//! # Coupon Repository
//!
//! Database operations for payment coupons.
//!
//! ## Monthly Uniqueness
//! ```text
//! ┌─────────────────────────────────────────────────────────────────────────┐
//! │  UNIQUE INDEX idx_coupons_monthly_period                               │
//! │      ON coupons(vecino_id, month, year) WHERE coupon_type = 'mensual'  │
//! │                                                                         │
//! │  insert()        → second monthly coupon fails with UniqueViolation    │
//! │  insert_batch()  → conflicting rows are skipped (ON CONFLICT DO NOTHING)│
//! │                    inside one transaction                               │
//! └─────────────────────────────────────────────────────────────────────────┘
//! ```

use async_trait::async_trait;
use sqlx::sqlite::SqliteRow;
use sqlx::{FromRow, Row, SqlitePool};
use tracing::debug;

use super::CouponStore;
use crate::error::{DbError, DbResult};
use vecinal_core::{Coupon, CouponStatus, CouponWithVecino, VecinoSummary};

const SELECT_WITH_VECINO: &str = r#"
    SELECT
        c.id,
        c.vecino_id,
        c.month,
        c.year,
        c.coupon_type,
        c.amount,
        c.discount_amount,
        c.description,
        c.due_date,
        c.status,
        c.commitment_date,
        c.created_at,
        c.updated_at,
        u.full_name AS vecino_full_name,
        u.email AS vecino_email,
        u.rut AS vecino_rut
    FROM coupons c
    INNER JOIN users u ON u.id = c.vecino_id
"#;

const INSERT_COUPON: &str = r#"
    INSERT INTO coupons (
        id, vecino_id, month, year, coupon_type,
        amount, discount_amount, description,
        due_date, status, commitment_date,
        created_at, updated_at
    ) VALUES (
        ?1, ?2, ?3, ?4, ?5,
        ?6, ?7, ?8,
        ?9, ?10, ?11,
        ?12, ?13
    )
"#;

/// Repository for coupon database operations.
///
/// ## Usage
/// ```rust,ignore
/// let repo = CouponRepository::new(pool);
///
/// let march = repo.find_by_period(&vecino_id, 3, 2025, "mensual").await?;
/// let paid = repo.list(Some(CouponStatus::Paid)).await?;
/// ```
#[derive(Debug, Clone)]
pub struct CouponRepository {
    pool: SqlitePool,
}

impl CouponRepository {
    /// Creates a new CouponRepository.
    pub fn new(pool: SqlitePool) -> Self {
        CouponRepository { pool }
    }

    /// Counts all coupons.
    pub async fn count(&self) -> DbResult<i64> {
        let count: i64 = sqlx::query_scalar("SELECT COUNT(*) FROM coupons")
            .fetch_one(&self.pool)
            .await?;

        Ok(count)
    }
}

/// Binds every coupon column in `INSERT_COUPON` order.
fn bind_insert<'q>(
    query: sqlx::query::Query<'q, sqlx::Sqlite, sqlx::sqlite::SqliteArguments<'q>>,
    coupon: &'q Coupon,
) -> sqlx::query::Query<'q, sqlx::Sqlite, sqlx::sqlite::SqliteArguments<'q>> {
    query
        .bind(&coupon.id)
        .bind(&coupon.vecino_id)
        .bind(coupon.month)
        .bind(coupon.year)
        .bind(&coupon.coupon_type)
        .bind(coupon.amount)
        .bind(coupon.discount_amount)
        .bind(&coupon.description)
        .bind(coupon.due_date)
        .bind(coupon.status)
        .bind(coupon.commitment_date)
        .bind(coupon.created_at)
        .bind(coupon.updated_at)
}

fn map_with_vecino(row: &SqliteRow) -> Result<CouponWithVecino, sqlx::Error> {
    let coupon = Coupon::from_row(row)?;
    let vecino = VecinoSummary {
        id: coupon.vecino_id.clone(),
        full_name: row.try_get("vecino_full_name")?,
        email: row.try_get("vecino_email")?,
        rut: row.try_get("vecino_rut")?,
    };
    Ok(CouponWithVecino { coupon, vecino })
}

#[async_trait]
impl CouponStore for CouponRepository {
    async fn find_by_id(&self, id: &str) -> DbResult<Option<Coupon>> {
        let coupon = sqlx::query_as::<_, Coupon>("SELECT * FROM coupons WHERE id = ?1")
            .bind(id)
            .fetch_optional(&self.pool)
            .await?;

        Ok(coupon)
    }

    async fn find_by_period(
        &self,
        vecino_id: &str,
        month: u32,
        year: i32,
        coupon_type: &str,
    ) -> DbResult<Option<Coupon>> {
        let coupon = sqlx::query_as::<_, Coupon>(
            r#"
            SELECT * FROM coupons
            WHERE vecino_id = ?1 AND month = ?2 AND year = ?3 AND coupon_type = ?4
            LIMIT 1
            "#,
        )
        .bind(vecino_id)
        .bind(month)
        .bind(year)
        .bind(coupon_type)
        .fetch_optional(&self.pool)
        .await?;

        Ok(coupon)
    }

    async fn list(&self, status: Option<CouponStatus>) -> DbResult<Vec<CouponWithVecino>> {
        debug!(status = ?status, "Listing coupons");

        let sql = format!(
            "{} WHERE (?1 IS NULL OR c.status = ?1) ORDER BY c.year DESC, c.month DESC, u.full_name",
            SELECT_WITH_VECINO
        );

        let rows = sqlx::query(&sql)
            .bind(status)
            .fetch_all(&self.pool)
            .await?;

        let coupons = rows
            .iter()
            .map(map_with_vecino)
            .collect::<Result<Vec<_>, _>>()?;

        debug!(count = coupons.len(), "Listed coupons");
        Ok(coupons)
    }

    async fn list_by_vecino(&self, vecino_id: &str) -> DbResult<Vec<CouponWithVecino>> {
        let sql = format!(
            "{} WHERE c.vecino_id = ?1 ORDER BY c.year DESC, c.month DESC",
            SELECT_WITH_VECINO
        );

        let rows = sqlx::query(&sql)
            .bind(vecino_id)
            .fetch_all(&self.pool)
            .await?;

        let coupons = rows
            .iter()
            .map(map_with_vecino)
            .collect::<Result<Vec<_>, _>>()?;

        Ok(coupons)
    }

    async fn insert(&self, coupon: &Coupon) -> DbResult<()> {
        debug!(
            id = %coupon.id,
            vecino_id = %coupon.vecino_id,
            month = coupon.month,
            year = coupon.year,
            "Inserting coupon"
        );

        bind_insert(sqlx::query(INSERT_COUPON), coupon)
            .execute(&self.pool)
            .await?;

        Ok(())
    }

    async fn insert_batch(&self, coupons: Vec<Coupon>) -> DbResult<Vec<Coupon>> {
        if coupons.is_empty() {
            return Ok(coupons);
        }

        let mut tx = self
            .pool
            .begin()
            .await
            .map_err(|e| DbError::TransactionFailed(e.to_string()))?;

        let sql = format!("{} ON CONFLICT DO NOTHING", INSERT_COUPON);
        let mut inserted = Vec::with_capacity(coupons.len());

        for coupon in coupons {
            let result = bind_insert(sqlx::query(&sql), &coupon)
                .execute(&mut *tx)
                .await?;

            if result.rows_affected() == 1 {
                inserted.push(coupon);
            } else {
                debug!(
                    vecino_id = %coupon.vecino_id,
                    month = coupon.month,
                    year = coupon.year,
                    "Coupon period already taken, skipped"
                );
            }
        }

        tx.commit()
            .await
            .map_err(|e| DbError::TransactionFailed(e.to_string()))?;

        debug!(count = inserted.len(), "Inserted coupon batch");
        Ok(inserted)
    }

    async fn update(&self, coupon: &Coupon) -> DbResult<()> {
        debug!(id = %coupon.id, "Updating coupon");

        let result = sqlx::query(
            r#"
            UPDATE coupons SET
                vecino_id = ?2,
                month = ?3,
                year = ?4,
                coupon_type = ?5,
                amount = ?6,
                discount_amount = ?7,
                description = ?8,
                due_date = ?9,
                status = ?10,
                commitment_date = ?11,
                updated_at = ?12
            WHERE id = ?1
            "#,
        )
        .bind(&coupon.id)
        .bind(&coupon.vecino_id)
        .bind(coupon.month)
        .bind(coupon.year)
        .bind(&coupon.coupon_type)
        .bind(coupon.amount)
        .bind(coupon.discount_amount)
        .bind(&coupon.description)
        .bind(coupon.due_date)
        .bind(coupon.status)
        .bind(coupon.commitment_date)
        .bind(coupon.updated_at)
        .execute(&self.pool)
        .await?;

        if result.rows_affected() == 0 {
            return Err(DbError::not_found("Coupon", &coupon.id));
        }

        Ok(())
    }

    async fn delete(&self, id: &str) -> DbResult<bool> {
        debug!(id = %id, "Deleting coupon");

        let result = sqlx::query("DELETE FROM coupons WHERE id = ?1")
            .bind(id)
            .execute(&self.pool)
            .await?;

        Ok(result.rows_affected() > 0)
    }
}

// =============================================================================
// Unit Tests
// =============================================================================

#[cfg(test)]
mod tests {
    use super::*;
    use crate::pool::{Database, DbConfig};
    use chrono::Utc;
    use vecinal_core::coupon::build_monthly_coupon;
    use vecinal_core::{GenerationOptions, User};

    async fn setup() -> (Database, CouponRepository) {
        let db = Database::new(DbConfig::in_memory()).await.unwrap();
        for (id, name) in [("v1", "Ana Rojas"), ("v2", "Berta Soto")] {
            db.users()
                .insert(&User {
                    id: id.to_string(),
                    full_name: name.to_string(),
                    email: format!("{}@example.cl", id),
                    rut: format!("rut-{}", id),
                    role: "vecino".to_string(),
                    created_at: Utc::now(),
                })
                .await
                .unwrap();
        }
        let repo = db.coupons();
        (db, repo)
    }

    fn monthly(vecino: &str, month: u32, year: i32) -> Coupon {
        build_monthly_coupon(vecino, month, year, &GenerationOptions::for_year(year), Utc::now())
    }

    #[tokio::test]
    async fn test_insert_and_find() {
        let (_db, repo) = setup().await;
        let coupon = monthly("v1", 3, 2025);
        repo.insert(&coupon).await.unwrap();

        let found = repo.find_by_id(&coupon.id).await.unwrap().unwrap();
        assert_eq!(found, coupon);

        let by_period = repo
            .find_by_period("v1", 3, 2025, "mensual")
            .await
            .unwrap()
            .unwrap();
        assert_eq!(by_period.id, coupon.id);

        assert!(repo.find_by_period("v1", 4, 2025, "mensual").await.unwrap().is_none());
        assert!(repo.find_by_period("v2", 3, 2025, "mensual").await.unwrap().is_none());
    }

    #[tokio::test]
    async fn test_second_monthly_coupon_violates_unique_index() {
        let (_db, repo) = setup().await;
        repo.insert(&monthly("v1", 5, 2025)).await.unwrap();

        let err = repo.insert(&monthly("v1", 5, 2025)).await.unwrap_err();
        assert!(err.is_coupon_period_conflict(), "got {err:?}");

        // ad-hoc types are not restricted
        let mut extra = monthly("v1", 5, 2025);
        extra.coupon_type = "extraordinaria".to_string();
        repo.insert(&extra).await.unwrap();
        let mut extra2 = monthly("v1", 5, 2025);
        extra2.coupon_type = "extraordinaria".to_string();
        repo.insert(&extra2).await.unwrap();

        assert_eq!(repo.count().await.unwrap(), 3);
    }

    #[tokio::test]
    async fn test_unknown_vecino_violates_foreign_key() {
        let (_db, repo) = setup().await;
        let err = repo.insert(&monthly("ghost", 1, 2025)).await.unwrap_err();
        assert!(matches!(err, DbError::ForeignKeyViolation { .. }));
    }

    #[tokio::test]
    async fn test_list_orders_by_period_desc_and_filters() {
        let (_db, repo) = setup().await;
        repo.insert(&monthly("v1", 2, 2024)).await.unwrap();
        repo.insert(&monthly("v1", 11, 2025)).await.unwrap();
        let mut paid = monthly("v2", 6, 2025);
        paid.status = CouponStatus::Paid;
        repo.insert(&paid).await.unwrap();

        let all = repo.list(None).await.unwrap();
        let periods: Vec<_> = all.iter().map(|c| (c.coupon.year, c.coupon.month)).collect();
        assert_eq!(periods, vec![(2025, 11), (2025, 6), (2024, 2)]);
        assert_eq!(all[1].vecino.full_name, "Berta Soto");
        assert_eq!(all[0].vecino.rut, "rut-v1");

        let only_paid = repo.list(Some(CouponStatus::Paid)).await.unwrap();
        assert_eq!(only_paid.len(), 1);
        assert_eq!(only_paid[0].coupon.id, paid.id);

        assert!(repo.list(Some(CouponStatus::Hidden)).await.unwrap().is_empty());
    }

    #[tokio::test]
    async fn test_list_by_vecino() {
        let (_db, repo) = setup().await;
        repo.insert(&monthly("v1", 1, 2025)).await.unwrap();
        repo.insert(&monthly("v1", 2, 2025)).await.unwrap();
        repo.insert(&monthly("v2", 1, 2025)).await.unwrap();

        let mine = repo.list_by_vecino("v1").await.unwrap();
        assert_eq!(mine.len(), 2);
        assert!(mine.iter().all(|c| c.vecino.id == "v1"));
        assert_eq!(mine[0].coupon.month, 2);
    }

    #[tokio::test]
    async fn test_insert_batch_skips_taken_periods() {
        let (_db, repo) = setup().await;
        let existing = monthly("v1", 1, 2025);
        repo.insert(&existing).await.unwrap();

        let batch = vec![monthly("v1", 1, 2025), monthly("v1", 2, 2025), monthly("v2", 1, 2025)];
        let inserted = repo.insert_batch(batch).await.unwrap();

        assert_eq!(inserted.len(), 2);
        assert!(inserted.iter().all(|c| !(c.vecino_id == "v1" && c.month == 1)));
        assert_eq!(repo.count().await.unwrap(), 3);

        assert!(repo.insert_batch(Vec::new()).await.unwrap().is_empty());
    }

    #[tokio::test]
    async fn test_update_and_delete() {
        let (_db, repo) = setup().await;
        let mut coupon = monthly("v1", 7, 2025);
        repo.insert(&coupon).await.unwrap();

        coupon.status = CouponStatus::Hidden;
        coupon.vecino_id = "v2".to_string();
        repo.update(&coupon).await.unwrap();

        let stored = repo.find_by_id(&coupon.id).await.unwrap().unwrap();
        assert_eq!(stored.status, CouponStatus::Hidden);
        assert_eq!(stored.vecino_id, "v2");

        assert!(repo.delete(&coupon.id).await.unwrap());
        assert!(!repo.delete(&coupon.id).await.unwrap());
        assert!(repo.find_by_id(&coupon.id).await.unwrap().is_none());

        let err = repo.update(&coupon).await.unwrap_err();
        assert!(matches!(err, DbError::NotFound { .. }));
    }
}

EXERCISE DESCRIPTION >> Would you please write out, exactly and with no other lines, the stretch of the listing above from the line containing "async fn test_insert_batch_skips_taken_periods()" through the line containing "assert!(repo.delete(&coupon.id).await.unwrap());"?

OUTPUT BELOW >>
    async fn test_insert_batch_skips_taken_periods() {
        let (_db, repo) = setup().await;
        let existing = monthly("v1", 1, 2025);
        repo.insert(&existing).await.unwrap();

        let batch = vec![monthly("v1", 1, 2025), monthly("v1", 2, 2025), monthly("v2", 1, 2025)];
        let inserted = repo.insert_batch(batch).await.unwrap();

        assert_eq!(inserted.len(), 2);
        assert!(inserted.iter().all(|c| !(c.vecino_id == "v1" && c.month == 1)));
        assert_eq!(repo.count().await.unwrap(), 3);

        assert!(repo.insert_batch(Vec::new()).await.unwrap().is_empty());
    }

    #[tokio::test]
    async fn test_update_and_delete() {
        let (_db, repo) = setup().await;
        let mut coupon = monthly("v1", 7, 2025);
        repo.insert(&coupon).await.unwrap();

        coupon.status = CouponStatus::Hidden;
        coupon.vecino_id = "v2".to_string();
        repo.update(&coupon).await.unwrap();

        let stored = repo.find_by_id(&coupon.id).await.unwrap().unwrap();
        assert_eq!(stored.status, CouponStatus::Hidden);
        assert_eq!(stored.vecino_id, "v2");

        assert!(repo.delete(&coupon.id).await.unwrap());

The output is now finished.